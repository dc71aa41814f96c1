use anyhow::Context;
use log::info;
use reqwest::{
    header::{HeaderMap, HeaderValue, ACCEPT, ACCEPT_ENCODING, USER_AGENT},
    Client,
};
use url::Url;

use crate::error::Result;

pub struct FeedClient {
    client: Client,
}

impl FeedClient {
    pub fn new() -> Self {
        let mut headers = HeaderMap::new();
        headers.insert(
            ACCEPT,
            HeaderValue::from_static(
                "application/rss+xml,application/xml;q=0.9,text/xml;q=0.8,*/*;q=0.5",
            ),
        );
        headers.insert(ACCEPT_ENCODING, HeaderValue::from_static("gzip, deflate"));
        headers.insert(
            USER_AGENT,
            HeaderValue::from_static("Mozilla/5.0 (Windows NT 10.0; Win64; x64) AppleWebKit/537.36 (KHTML, like Gecko) Chrome/90.0.4430.212 Safari/537.36"),
        );
        Self {
            client: reqwest::Client::builder()
                .default_headers(headers)
                .build()
                .expect("to build the client"),
        }
    }

    /// Fetch the raw feed text. One request, no retries: a caller that wants
    /// to re-prompt for another URL does so around this.
    pub async fn fetch_feed(&self, url: &Url) -> Result<String> {
        info!("Fetching feed from {}", url);

        let response = self.client.get(url.clone()).send().await?;
        let response = response.error_for_status()?;

        let body = response
            .text()
            .await
            .with_context(|| format!("failed to read feed body from {}", url))?;

        info!("Fetched {} bytes", body.len());
        Ok(body)
    }
}

impl Default for FeedClient {
    fn default() -> Self {
        Self::new()
    }
}
use std::{
    fs::File,
    io::{BufWriter, Write},
    path::PathBuf,
};

use anyhow::Context;
use clap::Parser;
use fern::colors::{Color, ColoredLevelConfig};
use log::{error, info, LevelFilter};
use url::Url;

use rss2html::{client::FeedClient, error::Result, render, tree};

/// Convert an RSS 2.0 feed into a static HTML news table.
#[derive(Parser)]
#[command(version, about)]
struct Cli {
    /// URL of the RSS 2.0 feed
    url: Url,
    /// Output file, including the .html extension
    output: PathBuf,
    /// Increase log verbosity (-v for debug, -vv for trace)
    #[arg(short, long, action = clap::ArgAction::Count)]
    verbose: u8,
}

fn setup_logging(verbosity: u8) -> std::result::Result<(), fern::InitError> {
    let colors = ColoredLevelConfig::new()
        .info(Color::Green)
        .warn(Color::Yellow)
        .error(Color::Red)
        .debug(Color::BrightBlack);

    let level = match verbosity {
        0 => LevelFilter::Info,
        1 => LevelFilter::Debug,
        _ => LevelFilter::Trace,
    };

    fern::Dispatch::new()
        .format(move |out, message, record| {
            out.finish(format_args!(
                "{} [{}] {}",
                chrono::Local::now().format("%H:%M:%S"),
                colors.color(record.level()),
                message
            ))
        })
        .level(level)
        .chain(std::io::stderr())
        .apply()?;

    Ok(())
}

async fn run(cli: Cli) -> Result<()> {
    let client = FeedClient::new();
    let feed = client.fetch_feed(&cli.url).await?;

    let root = tree::parse(&feed)?;
    let channel = tree::channel(&root)?;

    let lines = render::render(channel)?;

    let file = File::create(&cli.output)
        .with_context(|| format!("unable to create {}", cli.output.display()))?;
    let mut out = BufWriter::new(file);
    for line in &lines {
        writeln!(out, "{}", line).context("failed to write output")?;
    }
    out.flush().context("failed to flush output")?;

    info!("Wrote {} lines to {}", lines.len(), cli.output.display());
    Ok(())
}

#[tokio::main]
async fn main() {
    let cli = Cli::parse();

    if let Err(err) = setup_logging(cli.verbose) {
        eprintln!("Failed to initialize logging: {}", err);
        std::process::exit(1);
    }

    if let Err(err) = run(cli).await {
        error!("{}", err);
        std::process::exit(1);
    }
}
use crate::models::{chapter_document_id, ChapterResponse};
use crate::services::metrics::record_lookup;
use crate::services::store::DocumentStore;
use service_core::error::AppError;
use std::sync::Arc;

/// Chapter lookups against the configured collection.
///
/// The store handle is optional: when Firestore could not be initialised at
/// startup the service keeps running and every lookup reports 503.
#[derive(Clone)]
pub struct ChapterService {
    store: Option<Arc<dyn DocumentStore>>,
    collection: String,
}

impl ChapterService {
    pub fn new(store: Option<Arc<dyn DocumentStore>>, collection: impl Into<String>) -> Self {
        Self {
            store,
            collection: collection.into(),
        }
    }

    pub fn is_connected(&self) -> bool {
        self.store.is_some()
    }

    #[tracing::instrument(skip(self))]
    pub async fn get_chapter(
        &self,
        class_number: i64,
        chapter_number: i64,
    ) -> Result<ChapterResponse, AppError> {
        let Some(store) = &self.store else {
            record_lookup("unavailable");
            return Err(AppError::ServiceUnavailable(
                "Firestore not initialized".to_string(),
            ));
        };

        let document_id = chapter_document_id(class_number, chapter_number);

        let record = match store.get_document(&self.collection, &document_id).await {
            Ok(Some(record)) => record,
            Ok(None) => {
                tracing::info!(%document_id, "Chapter not found");
                record_lookup("not_found");
                return Err(AppError::NotFound(anyhow::anyhow!(
                    "Chapter {} not found for class {}",
                    chapter_number,
                    class_number
                )));
            }
            Err(e) => return Err(fetch_failed(&document_id, e)),
        };

        let response = ChapterResponse::from_record(&record, class_number, chapter_number)
            .map_err(|e| fetch_failed(&document_id, e))?;

        record_lookup("found");
        Ok(response)
    }
}

fn fetch_failed<E>(document_id: &str, err: E) -> AppError
where
    E: std::error::Error + Send + Sync + 'static,
{
    tracing::error!(document_id, error = %err, "Error fetching chapter");
    record_lookup("error");
    AppError::InternalError(anyhow::Error::new(err).context("Error fetching chapter"))
}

........

**Work required:** The material must be reproduced word for word.

**Response:**
repository dc71aa41814f96c1
use anyhow::Context;
use log::info;
use reqwest::{
    header::{HeaderMap, HeaderValue, ACCEPT, ACCEPT_ENCODING, USER_AGENT},
    Client,
};
use url::Url;

use crate::error::Result;

pub struct FeedClient {
    client: Client,
}

impl FeedClient {
    pub fn new() -> Self {
        let mut headers = HeaderMap::new();
        headers.insert(
            ACCEPT,
            HeaderValue::from_static(
                "application/rss+xml,application/xml;q=0.9,text/xml;q=0.8,*/*;q=0.5",
            ),
        );
        headers.insert(ACCEPT_ENCODING, HeaderValue::from_static("gzip, deflate"));
        headers.insert(
            USER_AGENT,
            HeaderValue::from_static("Mozilla/5.0 (Windows NT 10.0; Win64; x64) AppleWebKit/537.36 (KHTML, like Gecko) Chrome/90.0.4430.212 Safari/537.36"),
        );
        Self {
            client: reqwest::Client::builder()
                .default_headers(headers)
                .build()
                .expect("to build the client"),
        }
    }

    /// Fetch the raw feed text. One request, no retries: a caller that wants
    /// to re-prompt for another URL does so around this.
    pub async fn fetch_feed(&self, url: &Url) -> Result<String> {
        info!("Fetching feed from {}", url);

        let response = self.client.get(url.clone()).send().await?;
        let response = response.error_for_status()?;

        let body = response
            .text()
            .await
            .with_context(|| format!("failed to read feed body from {}", url))?;

        info!("Fetched {} bytes", body.len());
        Ok(body)
    }
}

impl Default for FeedClient {
    fn default() -> Self {
        Self::new()
    }
}
use std::{
    fs::File,
    io::{BufWriter, Write},
    path::PathBuf,
};

use anyhow::Context;
use clap::Parser;
use fern::colors::{Color, ColoredLevelConfig};
use log::{error, info, LevelFilter};
use url::Url;

use rss2html::{client::FeedClient, error::Result, render, tree};

/// Convert an RSS 2.0 feed into a static HTML news table.
#[derive(Parser)]
#[command(version, about)]
struct Cli {
    /// URL of the RSS 2.0 feed
    url: Url,
    /// Output file, including the .html extension
    output: PathBuf,
    /// Increase log verbosity (-v for debug, -vv for trace)
    #[arg(short, long, action = clap::ArgAction::Count)]
    verbose: u8,
}

fn setup_logging(verbosity: u8) -> std::result::Result<(), fern::InitError> {
    let colors = ColoredLevelConfig::new()
        .info(Color::Green)
        .warn(Color::Yellow)
        .error(Color::Red)
        .debug(Color::BrightBlack);

    let level = match verbosity {
        0 => LevelFilter::Info,
        1 => LevelFilter::Debug,
        _ => LevelFilter::Trace,
    };

    fern::Dispatch::new()
        .format(move |out, message, record| {
            out.finish(format_args!(
                "{} [{}] {}",
                chrono::Local::now().format("%H:%M:%S"),
                colors.color(record.level()),
                message
            ))
        })
        .level(level)
        .chain(std::io::stderr())
        .apply()?;

    Ok(())
}

async fn run(cli: Cli) -> Result<()> {
    let client = FeedClient::new();
    let feed = client.fetch_feed(&cli.url).await?;

    let root = tree::parse(&feed)?;
    let channel = tree::channel(&root)?;

    let lines = render::render(channel)?;

    let file = File::create(&cli.output)
        .with_context(|| format!("unable to create {}", cli.output.display()))?;
    let mut out = BufWriter::new(file);
    for line in &lines {
        writeln!(out, "{}", line).context("failed to write output")?;
    }
    out.flush().context("failed to flush output")?;

    info!("Wrote {} lines to {}", lines.len(), cli.output.display());
    Ok(())
}

#[tokio::main]
async fn main() {
    let cli = Cli::parse();

    if let Err(err) = setup_logging(cli.verbose) {
        eprintln!("Failed to initialize logging: {}", err);
        std::process::exit(1);
    }

    if let Err(err) = run(cli).await {
        error!("{}", err);
        std::process::exit(1);
    }
}
use crate::models::{chapter_document_id, ChapterResponse};
use crate::services::metrics::record_lookup;
use crate::services::store::DocumentStore;
use service_core::error::AppError;
use std::sync::Arc;

/// Chapter lookups against the configured collection.
///
/// The store handle is optional: when Firestore could not be initialised at
/// startup the service keeps running and every lookup reports 503.
#[derive(Clone)]
pub struct ChapterService {
    store: Option<Arc<dyn DocumentStore>>,
    collection: String,
}

impl ChapterService {
    pub fn new(store: Option<Arc<dyn DocumentStore>>, collection: impl Into<String>) -> Self {
        Self {
            store,
            collection: collection.into(),
        }
    }

    pub fn is_connected(&self) -> bool {
        self.store.is_some()
    }

    #[tracing::instrument(skip(self))]
    pub async fn get_chapter(
        &self,
        class_number: i64,
        chapter_number: i64,
    ) -> Result<ChapterResponse, AppError> {
        let Some(store) = &self.store else {
            record_lookup("unavailable");
            return Err(AppError::ServiceUnavailable(
                "Firestore not initialized".to_string(),
            ));
        };

        let document_id = chapter_document_id(class_number, chapter_number);

        let record = match store.get_document(&self.collection, &document_id).await {
            Ok(Some(record)) => record,
            Ok(None) => {
                tracing::info!(%document_id, "Chapter not found");
                record_lookup("not_found");
                return Err(AppError::NotFound(anyhow::anyhow!(
                    "Chapter {} not found for class {}",
                    chapter_number,
                    class_number
                )));
            }
            Err(e) => return Err(fetch_failed(&document_id, e)),
        };

        let response = ChapterResponse::from_record(&record, class_number, chapter_number)
            .map_err(|e| fetch_failed(&document_id, e))?;

        record_lookup("found");
        Ok(response)
    }
}

fn fetch_failed<E>(document_id: &str, err: E) -> AppError
where
    E: std::error::Error + Send + Sync + 'static,
{
    tracing::error!(document_id, error = %err, "Error fetching chapter");
    record_lookup("error");
    AppError::InternalError(anyhow::Error::new(err).context("Error fetching chapter"))
}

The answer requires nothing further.